O regime de Lucro Real, previsto no Decreto 9.580/2018 e regulamentado pela Receita Federal, define a forma como grandes empresas calculam IRPJ e CSLL. Partindo do lucro contábil ajustado, o modelo atinge companhias com faturamento acima de R$ 78 milhões e instituições financeiras, impondo atenção rigorosa aos prazos trimestrais ou mensais. A correta escolha do período de apuração evita recolhimentos adicionais e exposição a autuações.
O que caracteriza o Lucro Real
O Lucro Real determina o valor devido de Imposto de Renda da Pessoa Jurídica (IRPJ) e Contribuição Social sobre o Lucro Líquido (CSLL) com base no resultado contábil, acrescido ou excluído dos ajustes previstos no Regulamento do Imposto de Renda (RIR/2018). Essa metodologia, considerada a mais detalhada entre os regimes de tributação brasileiros, oferece transparência ao Fisco, mas exige escrituração contábil minuciosa e controle permanente dos lançamentos.
Quem é obrigado a adotar o regime
Segundo o RIR/2018, devem se enquadrar no Lucro Real:
- Empresas com receita total superior a R$ 78 milhões no ano-calendário anterior ou, em períodos inferiores a 12 meses, faturamento proporcional de R$ 6,5 milhões por mês (referência válida desde 01/01/2014);
- Instituições financeiras, como bancos comerciais, de desenvolvimento ou investimento, cooperativas de crédito, corretoras, distribuidoras de valores mobiliários, seguradoras, empresas de capitalização e entidades de previdência privada aberta;
- Companhias que auferem lucros, rendimentos ou ganhos de capital do exterior;
- Empresas beneficiadas por incentivos fiscais que impliquem isenções ou reduções de imposto concedidas por legislação específica;
- Negócios que prestam serviços contínuos de assessoria ou gestão de crédito, factoring e administração de contas a pagar e receber;
- Empresas que optam, durante o ano-calendário, pelo pagamento do imposto por estimativa mensal;
- Sociedades que atuam na securitização de créditos imobiliários, financeiros, do agronegócio ou direitos creditórios.
Para os demais contribuintes, a adoção do Lucro Real permanece facultativa. Entretanto, a escolha deve ser bem avaliada, pois envolve a necessidade de controles internos robustos e custos adicionais com auditoria e contabilidade.
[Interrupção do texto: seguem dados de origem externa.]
//! Persistent record shapes and the data-store abstraction.
//!
//! The relational store itself is an external collaborator; the pipeline only
//! needs fetch-by-id/filter operations plus the idempotent case upsert, so
//! everything is expressed through [`PermitStore`] and exercised in-process
//! through [`memory::InMemoryPermitStore`].

pub mod memory;

use chrono::{DateTime, Utc};
use serde::{Deserialize, Serialize};
use serde_json::Value;

use crate::workflows::permits::domain::{
    ApprovalDocument, Finding, PermitCaseStatus, ProductComponent,
};

#[derive(Debug, Clone, Serialize, Deserialize)]
pub struct JobRecord {
    pub id: String,
    pub tenant_id: String,
    pub name: Option<String>,
    pub full_address: Option<String>,
    pub street_address: Option<String>,
    pub city: Option<String>,
    pub state: Option<String>,
    pub zip: Option<String>,
    pub county_name: Option<String>,
    pub latitude: Option<f64>,
    pub longitude: Option<f64>,
    pub stories: Option<u32>,
    pub contact_id: Option<String>,
}

#[derive(Debug, Clone, Serialize, Deserialize)]
pub struct ContactRecord {
    pub id: String,
    pub tenant_id: String,
    pub first_name: Option<String>,
    pub last_name: Option<String>,
    pub phone: Option<String>,
    pub email: Option<String>,
    pub address_street: Option<String>,
    pub address_city: Option<String>,
    pub address_state: Option<String>,
    pub address_zip: Option<String>,
    pub mailing_street: Option<String>,
    pub mailing_city: Option<String>,
    pub mailing_state: Option<String>,
    pub mailing_zip: Option<String>,
}

#[derive(Debug, Clone, Serialize, Deserialize)]
pub struct AuthorityRecord {
    pub id: String,
    pub tenant_id: String,
    pub name: String,
    pub county_name: Option<String>,
    pub city_name: Option<String>,
    pub jurisdiction_level: Option<String>,
    pub portal_url: Option<String>,
    pub phone: Option<String>,
    pub email: Option<String>,
}

/// Where a roof survey came from. Aerial vendors are trusted over manual
/// field measurements regardless of recency.
#[derive(Debug, Clone, PartialEq, Eq, Serialize, Deserialize)]
#[serde(rename_all = "SCREAMING_SNAKE_CASE")]
pub enum MeasurementSource {
    Roofr,
    Eagleview,
    Manual,
    #[serde(untagged)]
    Other(String),
}

impl MeasurementSource {
    pub fn label(&self) -> &str {
        match self {
            MeasurementSource::Roofr => "ROOFR",
            MeasurementSource::Eagleview => "EAGLEVIEW",
            MeasurementSource::Manual => "MANUAL",
            MeasurementSource::Other(name) => name,
        }
    }

    /// Lower ranks are preferred; unranked sources compete on recency only.
    pub fn trust_rank(&self) -> Option<u8> {
        match self {
            MeasurementSource::Roofr => Some(0),
            MeasurementSource::Eagleview => Some(1),
            MeasurementSource::Manual => Some(2),
            MeasurementSource::Other(_) => None,
        }
    }
}

#[derive(Debug, Clone, Serialize, Deserialize)]
pub struct MeasurementRecord {
    pub id: String,
    pub tenant_id: String,
    pub job_id: String,
    pub source: MeasurementSource,
    pub total_area_sqft: Option<f64>,
    pub predominant_pitch: Option<String>,
    pub facet_count: Option<u32>,
    pub report_url: Option<String>,
    pub measured_at: DateTime<Utc>,
}

#[derive(Debug, Clone, Serialize, Deserialize)]
pub struct ParcelRecord {
    pub county_name: String,
    pub parcel_id: Option<String>,
    pub legal_description: Option<String>,
    pub owner_name: Option<String>,
    pub land_use: Option<String>,
    pub year_built: Option<i32>,
    pub street_address: Option<String>,
    pub fetched_at: DateTime<Utc>,
}

#[derive(Debug, Clone, Serialize, Deserialize)]
pub struct EstimateRecord {
    pub id: String,
    pub tenant_id: String,
    pub job_id: String,
    pub name: Option<String>,
    pub status: Option<String>,
    pub total: Option<f64>,
    pub approved_at: Option<DateTime<Utc>>,
}

/// Product mapping for an estimate: the primary roofing product plus its
/// components and the government approval documents that cover it.
#[derive(Debug, Clone, Serialize, Deserialize)]
pub struct ProductSelectionRecord {
    pub estimate_id: String,
    pub primary_id: Option<String>,
    pub primary_name: Option<String>,
    pub manufacturer: Option<String>,
    pub components: Vec<ProductComponent>,
    pub approvals: Vec<ApprovalDocument>,
}

#[derive(Debug, Clone, Serialize, Deserialize)]
pub struct CompanyRecord {
    pub tenant_id: String,
    pub name: Option<String>,
    pub license_number: Option<String>,
    pub phone: Option<String>,
    pub email: Option<String>,
    pub address: Option<String>,
}

/// Versioned per-(tenant, authority, permit-type) template row. The document
/// itself stays schema-less until the template boundary parses it.
#[derive(Debug, Clone, Serialize, Deserialize)]
pub struct TemplateRecord {
    pub id: String,
    pub tenant_id: String,
    pub authority_id: Option<String>,
    pub permit_type: String,
    pub version: i64,
    pub active: bool,
    pub document: Value,
}

/// Persistent permit case. `status` is the only lifecycle field the build
/// pipeline mutates; the snapshot columns hold the last computed build for
/// audit and history.
#[derive(Debug, Clone, Serialize, Deserialize)]
pub struct PermitCaseRecord {
    pub id: String,
    pub tenant_id: String,
    pub job_id: String,
    pub estimate_id: Option<String>,
    pub status: PermitCaseStatus,
    pub permit_type: String,
    pub county_name: Option<String>,
    pub city_name: Option<String>,
    pub authority_id: Option<String>,
    pub template_id: Option<String>,
    pub field_values: Value,
    pub calculation_results: Value,
    pub validation_errors: Vec<Finding>,
    pub missing_keys: Vec<String>,
    pub created_at: DateTime<Utc>,
    pub updated_at: DateTime<Utc>,
}

/// Append-only audit record. Created by the orchestrator, never mutated.
#[derive(Debug, Clone, Serialize, Deserialize)]
pub struct PermitCaseEventRecord {
    pub id: String,
    pub case_id: String,
    pub event_type: String,
    pub message: String,
    pub details: Value,
    pub created_at: DateTime<Utc>,
}

/// Seed values for a freshly inserted case.
#[derive(Debug, Clone)]
pub struct NewPermitCase {
    pub tenant_id: String,
    pub job_id: String,
    pub estimate_id: Option<String>,
    pub permit_type: String,
}

/// Result of the idempotent case lookup-or-insert.
#[derive(Debug, Clone)]
pub struct ObtainedCase {
    pub record: PermitCaseRecord,
    pub created: bool,
}

/// Fields written back after a successful build.
#[derive(Debug, Clone)]
pub struct CaseSummaryUpdate {
    pub status: PermitCaseStatus,
    pub authority_id: Option<String>,
    pub template_id: Option<String>,
    pub county_name: Option<String>,
    pub city_name: Option<String>,
    pub field_values: Value,
    pub calculation_results: Value,
    pub validation_errors: Vec<Finding>,
    pub missing_keys: Vec<String>,
}

/// Storage abstraction so the build pipeline can be exercised in isolation.
///
/// `obtain_or_create_case` is a single store-side operation: implementations
/// must make the "reuse newest non-void case or insert" decision atomically
/// (a uniqueness-constrained conditional insert in SQL, one mutex acquisition
/// in memory) so concurrent builds for the same (tenant, job, estimate) never
/// both insert.
pub trait PermitStore: Send + Sync {
    fn fetch_job(&self, tenant_id: &str, job_id: &str) -> Result<Option<JobRecord>, StoreError>;

    fn fetch_contact(
        &self,
        tenant_id: &str,
        contact_id: &str,
    ) -> Result<Option<ContactRecord>, StoreError>;

    fn fetch_authority(
        &self,
        tenant_id: &str,
        authority_id: &str,
    ) -> Result<Option<AuthorityRecord>, StoreError>;

    /// Jurisdiction auto-detection: city match first, then county.
    fn find_authority_for(
        &self,
        tenant_id: &str,
        county_name: Option<&str>,
        city_name: Option<&str>,
    ) -> Result<Option<AuthorityRecord>, StoreError>;

    fn measurements_for_job(
        &self,
        tenant_id: &str,
        job_id: &str,
    ) -> Result<Vec<MeasurementRecord>, StoreError>;

    fn fetch_parcel(
        &self,
        tenant_id: &str,
        county_name: &str,
        street_address: Option<&str>,
    ) -> Result<Option<ParcelRecord>, StoreError>;

    fn fetch_estimate(
        &self,
        tenant_id: &str,
        estimate_id: &str,
    ) -> Result<Option<EstimateRecord>, StoreError>;

    fn products_for_estimate(
        &self,
        tenant_id: &str,
        estimate_id: &str,
    ) -> Result<Option<ProductSelectionRecord>, StoreError>;

    fn fetch_company(&self, tenant_id: &str) -> Result<Option<CompanyRecord>, StoreError>;

    fn active_templates(
        &self,
        tenant_id: &str,
        authority_id: Option<&str>,
        permit_type: &str,
    ) -> Result<Vec<TemplateRecord>, StoreError>;

    fn fetch_case(
        &self,
        tenant_id: &str,
        case_id: &str,
    ) -> Result<Option<PermitCaseRecord>, StoreError>;

    /// Reuse the newest non-void case for (tenant, job, estimate) or insert a
    /// fresh `NOT_STARTED` one, atomically.
    fn obtain_or_create_case(&self, seed: NewPermitCase) -> Result<ObtainedCase, StoreError>;

    /// Unconditionally insert a fresh `NOT_STARTED` case (`force_rebuild`).
    fn create_case(&self, seed: NewPermitCase) -> Result<PermitCaseRecord, StoreError>;

    fn update_case_summary(
        &self,
        case_id: &str,
        update: CaseSummaryUpdate,
    ) -> Result<PermitCaseRecord, StoreError>;

    fn append_event(
        &self,
        case_id: &str,
        event_type: &str,
        message: &str,
        details: Value,
    ) -> Result<(), StoreError>;
}

/// Error enumeration for store failures.
#[derive(Debug, thiserror::Error)]
pub enum StoreError {
    #[error("record not found")]
    NotFound,
    #[error("store unavailable: {0}")]
    Unavailable(String),
}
Formas de apuração permitidas pelo RIR/2018
O regulamento oferece três modalidades principais de apuração, cada uma com particularidades operacionais:
Trimestral
Nessa configuração, o cálculo torna-se definitivo ao final de cada trimestre encerrado em 31 de março, 30 de junho, 30 de setembro e 31 de dezembro. Não há recálculo posterior, e eventuais prejuízos só podem ser compensados nos períodos subsequentes, limitados a 30 % do lucro.
Anual com recolhimentos mensais
A empresa apura resultados preliminares a cada mês, mas realiza o fechamento obrigatório em 31 de dezembro. O RIR/2018 permite suspender ou reduzir o pagamento mensal mediante balanço ou balancete de verificação devidamente elaborado, evitando desembolsos excessivos.
Estimativa mensal
Quando opta por recolher o IRPJ e a CSLL por percentuais fixos sobre a receita bruta, a companhia deve fazer o ajuste definitivo no balanço anual. Essa sistemática exige atenção, pois eventual diferença favorável ao Fisco será cobrada com acréscimos legais.
Consequências do enquadramento indevido
Empresas obrigadas que deixarem de adotar o Lucro Real ficam sujeitas a multa de ofício de até 75 % sobre o tributo devido, acrescida de juros Selic. Além disso, o descumprimento pode gerar autuações relativas à escrituração contábil digital, já que a Receita Federal cruza dados provenientes da EFD-Contribuições, ECD e ECF.
Outro ponto sensível é o impacto reputacional. Instituições financeiras e companhias abertas dependem da confiança de investidores; inconsistências tributárias tendem a refletir no custo de capital e no acesso a linhas de crédito.
Impacto financeiro das escolhas de apuração
Optar pelo Lucro Real trimestral confere previsibilidade de caixa, mas impede a empresa de compensar rapidamente prejuízos de um trimestre em períodos futuros além do limite legal, o que pode elevar o desembolso imediato de impostos. Já o sistema anual com balanços mensais permite ajustar antecipadamente potenciais oscilações, liberando capital de giro. Por fim, a estimativa mensal simplifica o cálculo, porém expõe o contribuinte a pagamento excedente quando as margens são comprimidas. Assim, avaliar cenário econômico, volatilidade de receitas e estrutura operacional torna-se essencial para mitigar o custo de oportunidade associado a cada modalidade.